I’ve always been kind of childfree. I was always adamant about not having kids – even at 10 years old I’d firmly, in the most child-like manner, say “Ew, I’M NOT having kids!”. My childfreeness, however, has changed and evolved with age.
At first, I just didn’t really like kids. Later, in my teen years, I realized that sexism is quite inherently tied to motherhood. I concluded that I specifically don’t want to be a mother, nor do I want to be the “fixer”. Life is meant to be enjoyed!
After that, I realized that birth injuries are a very real thing. Giving birth takes a serious toll on the body and women are expected to more or less accept and live with it. I’m not willing to go through that. Other things became apparent with time, such as the economics of parenting; of being a family. To me, being a parent entails giving up on a lot of joyful things. I want those joyful things.

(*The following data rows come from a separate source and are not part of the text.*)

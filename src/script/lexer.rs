//! pdfsed script lexer.
//!
//! Scripts are sequences of commands terminated by `;`:
//!
//! ```text
//! set title "Scan" author "Me" ;
//! create page size 595 842 ;
//! draw image "page-01.png" dpi 300 mask 0xffffff ;
//! draw text "page-01.djvused" dpi 300 ;
//! ```
//!
//! The lexer does not know the command grammar. It classifies bare atoms
//! and reads typed literals on request; [`super::ScriptReader`] decides which
//! reader to call next.

use std::io::BufRead;

use crate::error::{Error, Result};
use crate::source::{is_whitespace, ByteSource};

use super::atom::{Atom, MAX_ATOM_LEN};

const STRING_CHUNK: usize = 32;

/// Reads atoms and literals from a pdfsed script.
pub struct ScriptLexer<R> {
    src: ByteSource<R>,
    exhausted: bool,
    last_atom: String,
}

impl<R: BufRead> ScriptLexer<R> {
    /// Lex a buffered reader.
    pub fn new(reader: R) -> Self {
        Self {
            src: ByteSource::new(reader),
            exhausted: false,
            last_atom: String::new(),
        }
    }

    /// Whether end of stream has been reached while reading an atom.
    pub fn is_exhausted(&self) -> bool {
        self.exhausted
    }

    /// Text of the last bare atom read, `;` excluded.
    pub fn last_atom(&self) -> &str {
        &self.last_atom
    }

    /// Bytes consumed so far.
    pub fn offset(&self) -> u64 {
        self.src.offset()
    }

    /// Read and classify the next atom.
    ///
    /// A bare `;` and the end of stream are both [`Atom::EndOfCommand`]; the
    /// latter also marks the lexer exhausted. Atoms outside the vocabulary are
    /// logged and returned as [`Atom::Unknown`].
    pub fn read_atom(&mut self) -> Result<Atom> {
        let first = match self.src.skip_whitespace()? {
            None => {
                self.exhausted = true;
                return Ok(Atom::EndOfCommand);
            }
            Some(b';') => return Ok(Atom::EndOfCommand),
            Some(b) => b,
        };

        let mut buf = Vec::with_capacity(MAX_ATOM_LEN);
        let mut next = Some(first);
        while let Some(b) = next {
            if is_whitespace(b) {
                break;
            }
            if b == b';' {
                self.src.unread(b);
                break;
            }
            if buf.len() == MAX_ATOM_LEN {
                return Err(Error::malformed(format!(
                    "atom longer than {} bytes: {}...",
                    MAX_ATOM_LEN,
                    String::from_utf8_lossy(&buf)
                )));
            }
            buf.push(b);
            next = self.src.next_byte()?;
        }

        self.last_atom = String::from_utf8_lossy(&buf).into_owned();
        let atom = Atom::classify(&self.last_atom);
        if atom == Atom::Unknown {
            log::warn!("Unknown pdfsed atom: {}", self.last_atom);
        }
        Ok(atom)
    }

    /// Read a quoted string.
    ///
    /// Only `\t`, `\n` and `\r` are escapes; any other escaped character is
    /// taken literally.
    pub fn read_str(&mut self) -> Result<String> {
        match self.src.skip_whitespace()? {
            Some(b'"') => {}
            Some(b) => {
                return Err(Error::malformed(format!(
                    "expected '\"', found '{}'",
                    char::from(b)
                )))
            }
            None => return Err(Error::StreamExhausted),
        }

        let mut buf = Vec::with_capacity(STRING_CHUNK);
        loop {
            let b = self.src.next_byte()?.ok_or(Error::StreamExhausted)?;
            match b {
                b'"' => break,
                b'\\' => {
                    let escaped = self.src.next_byte()?.ok_or(Error::StreamExhausted)?;
                    buf.push(match escaped {
                        b't' => b'\t',
                        b'n' => b'\n',
                        b'r' => b'\r',
                        other => other,
                    });
                }
                _ => buf.push(b),
            }
            if buf.len() == buf.capacity() {
                buf.try_reserve(STRING_CHUNK)
                    .map_err(|_| Error::AllocationFailure)?;
            }
        }
        String::from_utf8(buf).map_err(|e| Error::Encoding(e.to_string()))
    }

    /// Read a decimal floating point number such as `12`, `-0.5` or `1e3`.
    pub fn read_float(&mut self) -> Result<f32> {
        let text = self.scan_number(true)?;
        text.parse::<f32>()
            .map_err(|_| Error::malformed(format!("invalid number '{}'", text)))
    }

    /// Read a decimal integer.
    pub fn read_int(&mut self) -> Result<i32> {
        let text = self.scan_number(false)?;
        text.parse::<i32>()
            .map_err(|_| Error::malformed(format!("invalid integer '{}'", text)))
    }

    /// Read a `0x`-prefixed hexadecimal colour.
    pub fn read_color(&mut self) -> Result<u32> {
        match self.src.skip_whitespace()? {
            Some(b'0') => {}
            Some(b) => {
                return Err(Error::malformed(format!(
                    "colour must start with 0x, found '{}'",
                    char::from(b)
                )))
            }
            None => return Err(Error::StreamExhausted),
        }
        match self.src.next_byte()? {
            Some(b'x') => {}
            Some(_) => return Err(Error::malformed("colour must start with 0x")),
            None => return Err(Error::StreamExhausted),
        }

        let mut digits = String::new();
        while let Some(b) = self.src.next_byte()? {
            if b.is_ascii_hexdigit() {
                digits.push(char::from(b));
            } else {
                self.src.unread(b);
                break;
            }
        }
        if digits.is_empty() {
            return Err(Error::malformed("colour has no hex digits"));
        }
        u32::from_str_radix(&digits, 16)
            .map_err(|_| Error::malformed(format!("colour 0x{} out of range", digits)))
    }

    /// Skip the rest of the current command, up to and including its `;`.
    ///
    /// Quoted strings are stepped over so a `;` inside one does not end the
    /// command.
    pub fn skip_command(&mut self) -> Result<()> {
        let mut in_string = false;
        while let Some(b) = self.src.next_byte()? {
            match (in_string, b) {
                (false, b';') => return Ok(()),
                (false, b'"') => in_string = true,
                (true, b'"') => in_string = false,
                (true, b'\\') => {
                    self.src.next_byte()?;
                }
                _ => {}
            }
        }
        self.exhausted = true;
        Ok(())
    }

    /// Collect the characters of a number, leaving the first byte that is
    /// not part of it in the stream.
    fn scan_number(&mut self, fractional: bool) -> Result<String> {
        let first = self.src.skip_whitespace()?.ok_or(Error::StreamExhausted)?;
        let mut text = String::new();
        let mut state = NumberState::Sign;
        let mut next = Some(first);

        while let Some(b) = next {
            let accepted = match (state, b) {
                (NumberState::Sign, b'+' | b'-') => {
                    state = NumberState::Integer;
                    true
                }
                (NumberState::Sign | NumberState::Integer, b'0'..=b'9') => {
                    state = NumberState::Integer;
                    true
                }
                (NumberState::Sign | NumberState::Integer, b'.') if fractional => {
                    state = NumberState::Fraction;
                    true
                }
                (NumberState::Fraction, b'0'..=b'9') => true,
                (NumberState::Integer | NumberState::Fraction, b'e' | b'E')
                    if fractional && text.bytes().any(|c| c.is_ascii_digit()) =>
                {
                    state = NumberState::ExponentSign;
                    true
                }
                (NumberState::ExponentSign, b'+' | b'-') => {
                    state = NumberState::Exponent;
                    true
                }
                (NumberState::ExponentSign | NumberState::Exponent, b'0'..=b'9') => {
                    state = NumberState::Exponent;
                    true
                }
                _ => false,
            };
            if !accepted {
                self.src.unread(b);
                break;
            }
            text.push(char::from(b));
            next = self.src.next_byte()?;
        }

        if !text.bytes().any(|c| c.is_ascii_digit()) {
            let found = match (text.is_empty(), next) {
                (true, Some(b)) => char::from(b).to_string(),
                _ => text,
            };
            return Err(Error::malformed(format!(
                "expected a number, found '{}'",
                found
            )));
        }
        Ok(text)
    }
}

#[derive(Debug, Clone, Copy, PartialEq, Eq)]
enum NumberState {
    Sign,
    Integer,
    Fraction,
    ExponentSign,
    Exponent,
}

And just a few months ago, I got my ADHD diagnosis. It became the most recent piece in my childfreeness. Honestly, it explains a lot of my earlier feelings. All those earlier pieces, and my ADHD, have resulted in my current feelings about being childfree. I just don’t want a family life! No family vacations, no sleep deprivation, no fussing about food, no after-school activities, no kids yelling, no kids crying. And NO additional sexism, no birth injuries I’m expected to accept!
So, I’ve always been childfree, but the childfree journey has not ended because of it. Instead, I’ve grown with it.